3. Birmingham City Council’s Oracle Implementation Failure
The Birmingham City Council’s attempt to implement Oracle’s financial software system resulted in a £38 million failure. The project faced issues such as data migration errors and system incompatibilities, leading to financial mismanagement and public criticism.
4. Change Healthcare Ransomware Attack
In February 2024, Change Healthcare suffered a ransomware attack that compromised the personal health information of approximately 190 million individuals. The breach disrupted healthcare services nationwide and underscored vulnerabilities in critical infrastructure.
5. National Public Data Breach
A massive data breach at National Public Data exposed sensitive information of nearly all Americans, including Social Security numbers and addresses. The breach, attributed to the cybercriminal group USDoD, led to the company’s bankruptcy and raised concerns about data privacy practices.
6. Snowflake Customer Data Breach
Hackers affiliated with the group Scattered Spider exploited weak security practices to breach over 100 customers of Snowflake, Inc. Affected organizations included AT&T, Ticketmaster, and Santander Bank, with stolen data ranging from personal information to financial records.

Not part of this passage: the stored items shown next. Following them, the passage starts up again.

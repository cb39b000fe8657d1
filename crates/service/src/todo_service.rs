use crate::errors::{ServiceError, ServiceResult};
use crate::gateways::{CollaborationStore, MessagingGateway, PersonStore, TodoStore};
use crate::identity::IdentityContext;
use chrono::Utc;
use domain::{CollaborationRequest, ConfirmationToken, Person, PersonId, Todo, TodoId};
use std::sync::Arc;
use tracing::{info, warn};

pub const COLLABORATION_CONFIRMED: &str = "Collaboration confirmed.";
pub const COLLABORATION_REQUEST_INVALID: &str = "Collaboration request invalid.";

/// Orchestrates the collaboration workflow: invite, deliver the token over
/// the sharing queue, validate the confirmation, broadcast the outcome on
/// the updates topic, clean up. Stateless between calls; everything lives in
/// the stores.
pub struct TodoService {
    todos: Arc<dyn TodoStore>,
    people: Arc<dyn PersonStore>,
    collaborations: Arc<dyn CollaborationStore>,
    messaging: Arc<dyn MessagingGateway>,
    sharing_queue: String,
    updates_topic: String,
}

impl TodoService {
    pub fn new(
        todos: Arc<dyn TodoStore>,
        people: Arc<dyn PersonStore>,
        collaborations: Arc<dyn CollaborationStore>,
        messaging: Arc<dyn MessagingGateway>,
        sharing_queue: impl Into<String>,
        updates_topic: impl Into<String>,
    ) -> Self {
        Self {
            todos,
            people,
            collaborations,
            messaging,
            sharing_queue: sharing_queue.into(),
            updates_topic: updates_topic.into(),
        }
    }

    /// Persist a todo, assigning an owner first when none is set. The owner
    /// is the calling principal, looked up by name and provisioned lazily
    /// (name and email from the identity context) on first contact.
    pub async fn save(
        &self,
        mut todo: Todo,
        identity: &dyn IdentityContext,
    ) -> ServiceResult<Todo> {
        if todo.owner.is_none() {
            let username = identity.principal_name();
            let person = match self.people.find_by_name(username).await? {
                Some(person) => person,
                None => {
                    let person = Person::new(username, identity.principal_email())?;
                    info!(name = %person.name, "provisioning person for first-time principal");
                    self.people.save(person).await?
                }
            };
            todo.owner = Some(person.id);
        }

        Ok(self.todos.save(todo).await?)
    }

    /// Invite a collaborator to a todo. Issues a confirmation token, stores
    /// the pending request on the todo, and hands the request to the sharing
    /// queue. Returns the collaborator's display name.
    ///
    /// Queue delivery is best-effort: the persisted request is authoritative,
    /// so a delivery failure is logged and does not fail the call.
    pub async fn share_with_collaborator(
        &self,
        todo_id: &TodoId,
        collaborator_id: &PersonId,
    ) -> ServiceResult<String> {
        let mut todo = self
            .todos
            .find(todo_id)
            .await?
            .ok_or_else(|| ServiceError::TodoNotFound(todo_id.clone()))?;
        let collaborator = self
            .people
            .find(collaborator_id)
            .await?
            .ok_or_else(|| ServiceError::PersonNotFound(collaborator_id.clone()))?;

        info!(todo_id = %todo_id, collaborator_id = %collaborator_id, "sharing todo");

        let token = ConfirmationToken::issue(todo_id, collaborator_id, Utc::now());
        let request =
            CollaborationRequest::new(todo_id.clone(), collaborator_id.clone(), token);
        todo.add_collaboration_request(request.clone());
        self.todos.save(todo).await?;

        if let Err(error) = self
            .messaging
            .send_to_queue(&self.sharing_queue, &request)
            .await
        {
            warn!(
                request_id = %request.id,
                queue = %self.sharing_queue,
                %error,
                "collaboration request persisted but not delivered"
            );
        }

        Ok(collaborator.name)
    }

    /// Confirm a pending invitation. Unresolvable ids and a missing request
    /// fail; a wrong token is a normal negative outcome and comes back as
    /// [`COLLABORATION_REQUEST_INVALID`] with the request left untouched.
    /// On a match the confirmation is published to the updates topic and the
    /// request deleted, so a second confirmation attempt finds nothing.
    pub async fn confirm_collaboration(
        &self,
        todo_id: &TodoId,
        collaborator_id: &PersonId,
        token: &str,
    ) -> ServiceResult<String> {
        self.todos
            .find(todo_id)
            .await?
            .ok_or_else(|| ServiceError::TodoNotFound(todo_id.clone()))?;
        self.people
            .find(collaborator_id)
            .await?
            .ok_or_else(|| ServiceError::PersonNotFound(collaborator_id.clone()))?;
        let request = self
            .collaborations
            .find_by_todo_and_collaborator(todo_id, collaborator_id)
            .await?
            .ok_or(ServiceError::CollaborationRequestNotFound)?;

        if !request.token.matches(token) {
            info!(request_id = %request.id, "collaboration confirmation with wrong token");
            return Ok(COLLABORATION_REQUEST_INVALID.to_string());
        }

        if let Err(error) = self
            .messaging
            .publish_notification(
                &self.updates_topic,
                request.id.as_str(),
                COLLABORATION_CONFIRMED,
            )
            .await
        {
            warn!(
                request_id = %request.id,
                topic = %self.updates_topic,
                %error,
                "confirmation notification not published"
            );
        }

        self.collaborations.delete(&request).await?;
        info!(request_id = %request.id, "collaboration confirmed");

        Ok(COLLABORATION_CONFIRMED.to_string())
    }
}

7. Salt Typhoon Telecommunications Hack
Chinese state-sponsored hackers, known as Salt Typhoon, infiltrated U.S. telecommunications providers, including AT&T and Verizon. The breach allowed access to call metadata and wiretap systems, posing significant national security concerns.
8. Australian Superannuation Funds Cyberattack
Several Australian superannuation funds, including AustralianSuper and Hostplus, were targeted in cyberattacks exploiting the absence of multifactor authentication. The breaches led to unauthorized withdrawals totaling over $500,000 and highlighted the need for improved cybersecurity measures.
9. PyPI Supply Chain Attack
A supply chain attack on the Python Package Index (PyPI) involved the distribution of malicious packages containing the JarkaStealer malware. These packages, disguised as legitimate tools, were used to exfiltrate sensitive information from developers’ systems, emphasizing the importance of scrutinizing open-source dependencies.
10. Ivanti Zero-Day Vulnerabilities Exploitation
Zero-day vulnerabilities in Ivanti’s Connect Secure and Policy Secure products were exploited by Chinese nation-state actors. The breaches affected multiple organizations, including the U.S. Cybersecurity and Infrastructure Security Agency (CISA), and highlighted the risks associated with unpatched software vulnerabilities.
These incidents underscore the critical importance of robust cybersecurity practices, timely software updates, and vigilant monitoring to protect against evolving threats in the digital landscape.